- WHAT THE TASK ASKS: Each line of the entries that mentions the string "dropped" needs to be reported.

- RECORDS SHOWN:
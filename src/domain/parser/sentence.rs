use std::sync::Arc;

use crate::domain::parser::{LexemeParser, TextParser};
use crate::domain::{is_word_char, CompositeKind, TextNode};

/// Sentence stage: splits at whitespace runs followed by a word start
/// (word character, `-` or `(`). Whitespace followed by anything else stays
/// inside the lexeme.
#[derive(Debug, Clone, Default)]
pub struct SentenceParser {
    lexeme_parser: LexemeParser,
}

impl SentenceParser {
    pub fn new() -> Self {
        Self::default()
    }
}

fn starts_lexeme(c: char) -> bool {
    is_word_char(c) || c == '-' || c == '('
}

/// Lexeme fragments of a sentence, empty ones dropped.
pub(crate) fn split_lexemes(sentence: &str) -> Vec<&str> {
    let mut lexemes = Vec::new();
    let mut start = 0;
    let mut chars = sentence.char_indices().peekable();

    while let Some((i, c)) = chars.next() {
        if !c.is_ascii_whitespace() {
            continue;
        }
        let mut run_end = i + c.len_utf8();
        while let Some(&(j, next)) = chars.peek() {
            if !next.is_ascii_whitespace() {
                break;
            }
            run_end = j + next.len_utf8();
            chars.next();
        }
        if let Some(&(_, next)) = chars.peek() {
            if starts_lexeme(next) {
                lexemes.push(&sentence[start..i]);
                start = run_end;
            }
        }
    }
    lexemes.push(&sentence[start..]);

    lexemes.retain(|lexeme| !lexeme.is_empty());
    lexemes
}

impl TextParser for SentenceParser {
    fn parse(&self, raw: &str) -> TextNode {
        let children = split_lexemes(raw)
            .into_iter()
            .map(|lexeme| Arc::new(self.lexeme_parser.parse(lexeme)))
            .collect();
        TextNode::with_children(CompositeKind::Sentence, children)
    }
}
//! Terminal output formatting with colors
//!
//! Respects NO_COLOR, CLICOLOR, CLICOLOR_FORCE automatically.

use colored::Colorize;

/// Print error (red bold "error:" prefix) to stderr
pub fn error(msg: &(impl std::fmt::Display + ?Sized)) {
    eprintln!("{}: {}", "error".red().bold(), msg);
}

/// Print warning (yellow "Warning:" prefix) to stderr
pub fn warning(msg: &(impl std::fmt::Display + ?Sized)) {
    eprintln!("{}: {}", "Warning".yellow(), msg);
}

/// Print success status (green checkmark)
pub fn success(msg: &(impl std::fmt::Display + ?Sized)) {
    println!("{} {}", "✓".green(), msg);
}

/// Print labelled value (green label)
pub fn action(label: &str, msg: &(impl std::fmt::Display + ?Sized)) {
    println!("{}: {}", label.green(), msg);
}

/// Print section header (cyan bold)
pub fn header(msg: &(impl std::fmt::Display + ?Sized)) {
    println!("{}", msg.to_string().cyan().bold());
}

/// Print indented detail (no color)
pub fn detail(msg: &(impl std::fmt::Display + ?Sized)) {
    println!("  {}", msg);
}

/// Print plain output (no color, for rendered text and trees)
pub fn info(msg: &(impl std::fmt::Display + ?Sized)) {
    println!("{}", msg);
}
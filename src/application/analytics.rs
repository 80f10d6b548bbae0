//! Read-only analytics over a parsed document.
//!
//! Functions that reorder or filter build new trees whose nodes share the
//! untouched subtrees of the input through `Arc`; the input is never mutated.

use std::cmp::Reverse;
use std::collections::{BTreeMap, BTreeSet};
use std::fmt;
use std::sync::Arc;

use itertools::Itertools;
use rayon::prelude::*;
use tracing::debug;

use crate::domain::{CompositeKind, Leaf, NodeRef, TextNode};

/// Letters treated as vowels; any other ASCII letter is a consonant.
#[derive(Debug, Clone, PartialEq, Eq)]
pub struct VowelSet(BTreeSet<char>);

impl VowelSet {
    /// Builds the set from the alphabetic characters of `letters`, lowercased.
    pub fn new(letters: &str) -> Self {
        Self(
            letters
                .chars()
                .filter(char::is_ascii_alphabetic)
                .map(|c| c.to_ascii_lowercase())
                .collect(),
        )
    }

    pub fn contains(&self, c: char) -> bool {
        self.0.contains(&c.to_ascii_lowercase())
    }

    pub fn len(&self) -> usize {
        self.0.len()
    }

    pub fn is_empty(&self) -> bool {
        self.0.is_empty()
    }
}

impl Default for VowelSet {
    fn default() -> Self {
        Self::new("aeiouy")
    }
}

impl fmt::Display for VowelSet {
    fn fmt(&self, f: &mut fmt::Formatter<'_>) -> fmt::Result {
        write!(f, "{}", self.0.iter().join(" "))
    }
}

/// Vowel and consonant totals of one sentence.
#[derive(Debug, Clone, PartialEq, Eq)]
pub struct SentenceLetterCounts {
    pub sentence: NodeRef,
    pub vowels: usize,
    pub consonants: usize,
}

fn sentences(text: &TextNode) -> impl Iterator<Item = &NodeRef> {
    text.children().flat_map(|paragraph| paragraph.children())
}

fn words(sentence: &TextNode) -> impl Iterator<Item = &NodeRef> {
    sentence
        .children()
        .flat_map(|lexeme| lexeme.children())
        .filter(|node| node.is_word())
}

/// Rebuilds the document sentence by sentence.
fn map_sentences(text: &TextNode, f: impl Fn(&NodeRef) -> Vec<NodeRef>) -> TextNode {
    let paragraphs = text
        .children()
        .map(|paragraph| {
            let sentences = paragraph
                .children()
                .map(|sentence| {
                    Arc::new(TextNode::with_children(
                        CompositeKind::Sentence,
                        f(sentence),
                    ))
                })
                .collect();
            Arc::new(TextNode::with_children(CompositeKind::Paragraph, sentences))
        })
        .collect();
    TextNode::with_children(CompositeKind::Document, paragraphs)
}

/// Paragraphs ordered by ascending sentence count; ties keep input order.
pub fn sort_paragraphs_by_sentence_count(text: &TextNode) -> TextNode {
    let paragraphs = text
        .children()
        .sorted_by_key(|paragraph| paragraph.child_count())
        .cloned()
        .collect();
    debug!("sort_paragraphs_by_sentence_count: {} paragraphs", text.child_count());
    TextNode::with_children(CompositeKind::Document, paragraphs)
}

/// Each sentence becomes its words ordered by letter count, followed by all
/// of its signs in input order. Lexeme grouping is dropped.
pub fn sort_words_by_length(text: &TextNode) -> TextNode {
    let result = map_sentences(text, |sentence| {
        let mut words = Vec::new();
        let mut signs = Vec::new();
        for node in sentence.children().flat_map(|lexeme| lexeme.children()) {
            match node.as_ref() {
                TextNode::Composite {
                    kind: CompositeKind::Word,
                    ..
                } => words.push(Arc::clone(node)),
                TextNode::Composite { .. } | TextNode::Leaf(Leaf::Sign(_) | Leaf::Letter(_)) => {
                    signs.push(Arc::clone(node))
                }
            }
        }
        words.sort_by_key(|word| word.letter_count());
        words.extend(signs);
        words
    });
    debug!("sort_words_by_length: done");
    result
}

/// Lexemes of each sentence ordered by descending occurrences of `symbol`,
/// ties broken by case-insensitive text ascending.
pub fn reverse_sort_lexemes_by_symbol(text: &TextNode, symbol: char) -> TextNode {
    let result = map_sentences(text, |sentence| {
        let mut lexemes: Vec<NodeRef> = sentence.children().cloned().collect();
        lexemes.sort_by_cached_key(|lexeme| {
            (
                lexeme.count_of_ordered_symbol(symbol),
                Reverse(lexeme.render().to_lowercase()),
            )
        });
        lexemes.reverse();
        lexemes
    });
    debug!("reverse_sort_lexemes_by_symbol: symbol={symbol:?}");
    result
}

/// Sentences containing at least one word of maximal letter count, in
/// document order. Empty when the document has no words.
pub fn sentences_with_longest_word(text: &TextNode) -> Vec<NodeRef> {
    let Some(longest) = sentences(text)
        .flat_map(|sentence| words(sentence))
        .map(|word| word.letter_count())
        .max()
    else {
        return Vec::new();
    };

    let result: Vec<NodeRef> = sentences(text)
        .filter(|sentence| words(sentence).any(|word| word.letter_count() == longest))
        .cloned()
        .collect();
    debug!(
        "sentences_with_longest_word: length={longest}, {} sentences",
        result.len()
    );
    result
}

/// Drops sentences with fewer than `min_words` words and paragraphs left
/// without sentences.
pub fn remove_sentences_with_fewer_words(text: &TextNode, min_words: usize) -> TextNode {
    let paragraphs = text
        .children()
        .filter_map(|paragraph| {
            let kept: Vec<NodeRef> = paragraph
                .children()
                .filter(|sentence| words(sentence).count() >= min_words)
                .cloned()
                .collect();
            (!kept.is_empty())
                .then(|| Arc::new(TextNode::with_children(CompositeKind::Paragraph, kept)))
        })
        .collect();
    debug!("remove_sentences_with_fewer_words: min_words={min_words}");
    TextNode::with_children(CompositeKind::Document, paragraphs)
}

/// Lowercased words occurring more than once, with their counts.
pub fn count_duplicate_words(text: &TextNode) -> BTreeMap<String, usize> {
    let mut counts: BTreeMap<String, usize> = BTreeMap::new();
    for word in sentences(text).flat_map(|sentence| words(sentence)) {
        *counts.entry(word.render().to_lowercase()).or_default() += 1;
    }
    counts.retain(|_, count| *count > 1);
    debug!("count_duplicate_words: {} duplicates", counts.len());
    counts
}

/// Vowel and consonant counts per sentence, in document order.
///
/// Only ASCII letters inside words are counted; digits and underscores are
/// neither.
pub fn count_vowels_and_consonants(text: &TextNode, vowels: &VowelSet) -> Vec<SentenceLetterCounts> {
    let all: Vec<&NodeRef> = sentences(text).collect();
    let result: Vec<SentenceLetterCounts> = all
        .par_iter()
        .map(|sentence| {
            let (mut vowel_count, mut consonant_count) = (0, 0);
            for symbol in words(sentence)
                .flat_map(|word| word.children())
                .filter_map(|node| match node.as_ref() {
                    TextNode::Leaf(Leaf::Letter(c)) => Some(*c),
                    TextNode::Leaf(Leaf::Sign(_)) | TextNode::Composite { .. } => None,
                })
                .filter(char::is_ascii_alphabetic)
            {
                if vowels.contains(symbol) {
                    vowel_count += 1;
                } else {
                    consonant_count += 1;
                }
            }
            SentenceLetterCounts {
                sentence: Arc::clone(sentence),
                vowels: vowel_count,
                consonants: consonant_count,
            }
        })
        .collect();
    debug!("count_vowels_and_consonants: {} sentences", result.len());
    result
}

- OUTPUT OF THE TASK:
/// Lexeme fragments of a sentence, empty ones dropped.
/// of its signs in input order. Lexeme grouping is dropped.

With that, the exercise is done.